All of the records listed below should be retyped exactly.
Start of RECORDS SUPPLIED
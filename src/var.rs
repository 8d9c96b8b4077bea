//! Path variables and expressions: `$name` stands for a list of
//! paths, `$name/suffix` for each of those paths with `/suffix`
//! appended. Nothing else is understood.

use std::fmt;

pub const VAR_SIGIL: char = '$';

pub fn is_var(s: &str) -> bool {
    s.starts_with(VAR_SIGIL)
}

#[derive(Debug, Clone, Copy, PartialEq, Eq)]
pub struct Expr<'s> {
    pub name: &'s str,
    pub suffix: Option<&'s str>,
}

impl<'s> Expr<'s> {
    /// Returns None if `s` is a literal path. Splits on the first
    /// slash; the suffix is taken verbatim, even if it contains more
    /// slashes or another sigil.
    pub fn parse(s: &'s str) -> Option<Self> {
        if ! is_var(s) {
            return None
        }
        Some(match s.split_once('/') {
            Some((name, suffix)) => Expr { name, suffix: Some(suffix) },
            None => Expr { name: s, suffix: None },
        })
    }

    /// The path that this expression yields for one value of its
    /// variable.
    pub fn apply(&self, base: &str) -> String {
        match self.suffix {
            Some(suffix) => format!("{base}/{suffix}"),
            None => base.to_string(),
        }
    }
}

impl<'s> fmt::Display for Expr<'s> {
    fn fmt(&self, f: &mut fmt::Formatter<'_>) -> fmt::Result {
        f.write_str(self.name)?;
        if let Some(suffix) = self.suffix {
            write!(f, "/{suffix}")?;
        }
        Ok(())
    }
}

#[cfg(test)]
mod tests {
    use super::*;

    macro_rules! t {
        ($e:expr, $r:expr) => {
            assert_eq!(Expr::parse($e), $r);
        }
    }

    #[test]
    fn t_parse() {
        t!("/app/views", None);
        t!("@app/views", None);
        t!("", None);
        t!("$themedViewPaths", Some(Expr { name: "$themedViewPaths", suffix: None }));
        t!("$themedViewPaths/widgets",
           Some(Expr { name: "$themedViewPaths", suffix: Some("widgets") }));
        t!("$a/b/c", Some(Expr { name: "$a", suffix: Some("b/c") }));
        t!("$a/", Some(Expr { name: "$a", suffix: Some("") })); // hmm
    }

    #[test]
    fn t_apply_and_display() {
        let e = Expr::parse("$a/widgets").unwrap();
        assert_eq!(e.apply("/theme/x"), "/theme/x/widgets");
        assert_eq!(e.to_string(), "$a/widgets");
        let e = Expr::parse("$a").unwrap();
        assert_eq!(e.apply("/theme/x"), "/theme/x");
        assert_eq!(e.to_string(), "$a");
    }
}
End of RECORDS SUPPLIED
__OUTPUT BELOW__:
filename src/var.rs
repository 8d9c96b8b4077bea
//! Path variables and expressions: `$name` stands for a list of
//! paths, `$name/suffix` for each of those paths with `/suffix`
//! appended. Nothing else is understood.

use std::fmt;

pub const VAR_SIGIL: char = '$';

pub fn is_var(s: &str) -> bool {
    s.starts_with(VAR_SIGIL)
}

#[derive(Debug, Clone, Copy, PartialEq, Eq)]
pub struct Expr<'s> {
    pub name: &'s str,
    pub suffix: Option<&'s str>,
}

impl<'s> Expr<'s> {
    /// Returns None if `s` is a literal path. Splits on the first
    /// slash; the suffix is taken verbatim, even if it contains more
    /// slashes or another sigil.
    pub fn parse(s: &'s str) -> Option<Self> {
        if ! is_var(s) {
            return None
        }
        Some(match s.split_once('/') {
            Some((name, suffix)) => Expr { name, suffix: Some(suffix) },
            None => Expr { name: s, suffix: None },
        })
    }

    /// The path that this expression yields for one value of its
    /// variable.
    pub fn apply(&self, base: &str) -> String {
        match self.suffix {
            Some(suffix) => format!("{base}/{suffix}"),
            None => base.to_string(),
        }
    }
}

impl<'s> fmt::Display for Expr<'s> {
    fn fmt(&self, f: &mut fmt::Formatter<'_>) -> fmt::Result {
        f.write_str(self.name)?;
        if let Some(suffix) = self.suffix {
            write!(f, "/{suffix}")?;
        }
        Ok(())
    }
}

#[cfg(test)]
mod tests {
    use super::*;

    macro_rules! t {
        ($e:expr, $r:expr) => {
            assert_eq!(Expr::parse($e), $r);
        }
    }

    #[test]
    fn t_parse() {
        t!("/app/views", None);
        t!("@app/views", None);
        t!("", None);
        t!("$themedViewPaths", Some(Expr { name: "$themedViewPaths", suffix: None }));
        t!("$themedViewPaths/widgets",
           Some(Expr { name: "$themedViewPaths", suffix: Some("widgets") }));
        t!("$a/b/c", Some(Expr { name: "$a", suffix: Some("b/c") }));
        t!("$a/", Some(Expr { name: "$a", suffix: Some("") })); // hmm
    }

    #[test]
    fn t_apply_and_display() {
        let e = Expr::parse("$a/widgets").unwrap();
        assert_eq!(e.apply("/theme/x"), "/theme/x/widgets");
        assert_eq!(e.to_string(), "$a/widgets");
        let e = Expr::parse("$a").unwrap();
        assert_eq!(e.apply("/theme/x"), "/theme/x");
        assert_eq!(e.to_string(), "$a");
    }
}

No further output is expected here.